Stored items:
- - -
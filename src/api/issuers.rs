// SPDX-License-Identifier: AGPL-3.0-or-later
//
// Copyright (C) 2026 Fundbridge Contributors

//! Issuer dashboard: trust lines against an issuer wallet, split by who
//! holds them and whether the currency is a wrapped representation.

use std::collections::BTreeMap;

use axum::{
    extract::{Path, State},
    Json,
};
use serde::Serialize;
use utoipa::ToSchema;

use crate::{
    error::ApiError,
    ledger::TrustLine,
    state::AppState,
    storage::{InvestorRepository, IssuerRepository, WrappedTokenRepository},
};

/// Counts shown at the top of the dashboard.
#[derive(Debug, Serialize, ToSchema)]
pub struct SummaryCounts {
    /// Trust lines held by investor wallets
    pub total_trust_lines_investors: usize,
    /// Trust lines held by other issuers
    pub total_trust_lines_issuers: usize,
}

/// One investor's position in a currency.
#[derive(Debug, Serialize, ToSchema)]
pub struct InvestorLine {
    /// Investor display name, when the address is known to us
    pub investor_name: Option<String>,
    /// Investor account address
    pub account: String,
    /// Balance from the issuer's perspective
    pub balance: String,
    /// Trust limit
    pub limit: String,
}

/// Issuer trust-line summary.
#[derive(Debug, Serialize, ToSchema)]
pub struct IssuerSummaryResponse {
    /// Crowdfunding name ("A", "B", ...)
    pub crowdfunding_name: String,
    /// The issuer address inspected
    pub issuer: String,
    /// Headline counts
    pub summary: SummaryCounts,
    /// Lines held by other issuers in wrapped currencies
    pub wrapped_token_trust_lines: Vec<TrustLine>,
    /// Lines held by other issuers in original currencies
    pub original_token_trust_lines: Vec<TrustLine>,
    /// Investor lines grouped by currency; wrapped codes are labelled
    /// "<code> Wrapped"
    pub investor_trust_lines_by_currency: BTreeMap<String, Vec<InvestorLine>>,
}

/// Trust-line dashboard for one issuer wallet.
#[utoipa::path(
    get,
    path = "/v1/issuers/{address}/summary",
    tag = "Issuers",
    params(
        ("address" = String, Path, description = "Issuer wallet address")
    ),
    responses(
        (status = 200, description = "Trust-line summary", body = IssuerSummaryResponse),
        (status = 404, description = "Unknown issuer"),
        (status = 503, description = "Ledger unavailable")
    )
)]
pub async fn issuer_summary(
    State(state): State<AppState>,
    Path(address): Path<String>,
) -> Result<Json<IssuerSummaryResponse>, ApiError> {
    let issuer_repo = IssuerRepository::new(&state.pool);
    let issuer = issuer_repo
        .find_by_address(&address)
        .await?
        .ok_or_else(|| ApiError::not_found("admin_not_found"))?;

    let issuers = issuer_repo.list().await?;
    let investors = InvestorRepository::new(&state.pool).list().await?;
    let wrapped_codes: Vec<String> = WrappedTokenRepository::new(&state.pool)
        .list_for_issuer(issuer.id)
        .await?
        .into_iter()
        .map(|token| token.code)
        .collect();

    let lines = state.ledger.account_lines(&address, None).await?;

    let is_issuer_line =
        |line: &TrustLine| issuers.iter().any(|other| other.address == line.account);

    let wrapped_token_trust_lines: Vec<TrustLine> = lines
        .iter()
        .filter(|line| is_issuer_line(line) && wrapped_codes.contains(&line.currency))
        .cloned()
        .collect();

    let original_token_trust_lines: Vec<TrustLine> = lines
        .iter()
        .filter(|line| is_issuer_line(line) && !wrapped_codes.contains(&line.currency))
        .cloned()
        .collect();

    let investor_lines: Vec<&TrustLine> =
        lines.iter().filter(|line| !is_issuer_line(line)).collect();

    let mut investor_trust_lines_by_currency: BTreeMap<String, Vec<InvestorLine>> =
        BTreeMap::new();
    for line in &investor_lines {
        let label = if wrapped_codes.contains(&line.currency) {
            format!("{} Wrapped", line.currency)
        } else {
            line.currency.clone()
        };

        let investor_name = investors
            .iter()
            .find(|investor| investor.address == line.account)
            .map(|investor| investor.name.clone());

        investor_trust_lines_by_currency
            .entry(label)
            .or_default()
            .push(InvestorLine {
                investor_name,
                account: line.account.clone(),
                balance: line.balance.clone(),
                limit: line.limit.clone(),
            });
    }

    let summary = SummaryCounts {
        total_trust_lines_investors: investor_lines.len(),
        total_trust_lines_issuers: wrapped_token_trust_lines.len()
            + original_token_trust_lines.len(),
    };

    Ok(Json(IssuerSummaryResponse {
        crowdfunding_name: issuer.name,
        issuer: address,
        summary,
        wrapped_token_trust_lines,
        original_token_trust_lines,
        investor_trust_lines_by_currency,
    }))
}
impl Transaction {
    pub fn new(account: &str, kind: TxKind) -> Self {
        Self {
            account: account.to_string(),
            kind,
            flags: None,
            sequence: None,
            fee_drops: None,
            last_ledger_sequence: None,
        }
    }

    pub fn with_flags(mut self, flags: u32) -> Self {
        self.flags = Some(flags);
        self
    }

    /// Transaction type code on the wire.
    fn type_code(&self) -> u16 {
        match self.kind {
            TxKind::Payment { .. } => 0,
            TxKind::AccountSet { .. } => 3,
            TxKind::OfferCreate { .. } => 7,
            TxKind::TrustSet { .. } => 20,
        }
    }

    /// Transaction type name for logs and error messages.
    pub fn type_name(&self) -> &'static str {
        match self.kind {
            TxKind::Payment { .. } => "Payment",
            TxKind::AccountSet { .. } => "AccountSet",
            TxKind::OfferCreate { .. } => "OfferCreate",
            TxKind::TrustSet { .. } => "TrustSet",
        }
    }

    /// Serialize with the given signing key and, once signed, the signature.
    fn serialize(
        &self,
        signing_pub_key: &[u8],
        signature: Option<&[u8]>,
    ) -> Result<Vec<u8>, LedgerError> {
        let sequence = self
            .sequence
            .ok_or_else(|| codec_err("missing Sequence; autofill first"))?;
        let fee = self
            .fee_drops
            .ok_or_else(|| codec_err("missing Fee; autofill first"))?;

        let mut ser = Serializer::default();
        ser.uint16(FIELD_TRANSACTION_TYPE, self.type_code());
        if let Some(flags) = self.flags {
            ser.uint32(FIELD_FLAGS, flags);
        }
        ser.uint32(FIELD_SEQUENCE, sequence);
        if let Some(lls) = self.last_ledger_sequence {
            ser.uint32(FIELD_LAST_LEDGER_SEQUENCE, lls);
        }
        ser.amount(FIELD_FEE, &Amount::drops(fee))?;
        ser.blob(FIELD_SIGNING_PUB_KEY, signing_pub_key);
        if let Some(sig) = signature {
            ser.blob(FIELD_TXN_SIGNATURE, sig);
        }
        ser.account(FIELD_ACCOUNT, &self.account)?;

        match &self.kind {
            TxKind::Payment {
                destination,
                amount,
            } => {
                ser.amount(FIELD_AMOUNT, amount)?;
                ser.account(FIELD_DESTINATION, destination)?;
            }
            TxKind::TrustSet { limit } => {
                ser.amount(FIELD_LIMIT_AMOUNT, &Amount::Issued(limit.clone()))?;
            }
            TxKind::AccountSet { set_flag } => {
                ser.uint32(FIELD_SET_FLAG, *set_flag);
            }
            TxKind::OfferCreate {
                taker_gets,
                taker_pays,
            } => {
                ser.amount(FIELD_TAKER_PAYS, taker_pays)?;
                ser.amount(FIELD_TAKER_GETS, taker_gets)?;
            }
        }

        Ok(ser.finish())
    }

    /// The byte payload a wallet signs: prefix plus the unsigned serialization.
    pub fn signing_payload(&self, signing_pub_key: &[u8]) -> Result<Vec<u8>, LedgerError> {
        let mut payload = SIGNING_PREFIX.to_vec();
        payload.extend(self.serialize(signing_pub_key, None)?);
        Ok(payload)
    }

    /// The fully signed wire blob.
    pub fn signed_blob(
        &self,
        signing_pub_key: &[u8],
        signature: &[u8],
    ) -> Result<Vec<u8>, LedgerError> {
        self.serialize(signing_pub_key, Some(signature))
    }
}
// SPDX-License-Identifier: AGPL-3.0-or-later
//
// Copyright (C) 2026 Fundbridge Contributors

//! Balance lookups: native XRP plus the issued-token balance held against
//! whichever stored issuer carries the requested currency.

use axum::{
    extract::{Query, State},
    Json,
};
use serde::{Deserialize, Serialize};
use utoipa::{IntoParams, ToSchema};

use crate::{
    error::ApiError,
    ledger::types::{drops_to_xrp, ensure_testnet_network},
    state::AppState,
    storage::IssuerRepository,
};

/// Query parameters for a balance lookup.
#[derive(Debug, Deserialize, IntoParams)]
pub struct BalanceQuery {
    /// Account address to inspect
    pub address: String,
    /// Issued currency code to report alongside XRP
    pub currency: String,
    /// Network to query. Only "testnet" is supported.
    #[param(default = "testnet")]
    pub network: Option<String>,
}

/// Balance response.
#[derive(Debug, Serialize, ToSchema)]
pub struct BalanceResponse {
    /// XRP balance as a decimal string
    pub xrp: String,
    /// Issued-token balance on the matching issuer trust line ("0" if none)
    pub iou: String,
}

/// Get the XRP and issued-token balance of an account.
#[utoipa::path(
    get,
    path = "/v1/balance",
    tag = "Balance",
    params(BalanceQuery),
    responses(
        (status = 200, description = "Balances retrieved", body = BalanceResponse),
        (status = 400, description = "Missing parameters"),
        (status = 503, description = "Ledger unavailable")
    )
)]
pub async fn get_balance(
    State(state): State<AppState>,
    Query(query): Query<BalanceQuery>,
) -> Result<Json<BalanceResponse>, ApiError> {
    if query.address.is_empty() {
        return Err(ApiError::bad_request("address parameter required"));
    }
    if query.currency.is_empty() {
        return Err(ApiError::bad_request("currency parameter required"));
    }
    ensure_testnet_network(query.network.as_deref()).map_err(ApiError::bad_request)?;

    let issuers = IssuerRepository::new(&state.pool).list().await?;

    let info = state.ledger.account_info(&query.address).await?;
    let xrp = drops_to_xrp(info.balance_drops);

    let lines = state.ledger.account_lines(&query.address, None).await?;
    let iou = lines
        .iter()
        .find(|line| {
            line.currency == query.currency
                && issuers.iter().any(|issuer| issuer.address == line.account)
        })
        .map(|line| line.balance.clone())
        .unwrap_or_else(|| "0".to_string());

    Ok(Json(BalanceResponse { xrp, iou }))
}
- - -
* **Required action**: Every line in the data above that includes the word "storage" should be copied.

* **Solution below**:
    storage::{InvestorRepository, IssuerRepository, WrappedTokenRepository},
    storage::IssuerRepository,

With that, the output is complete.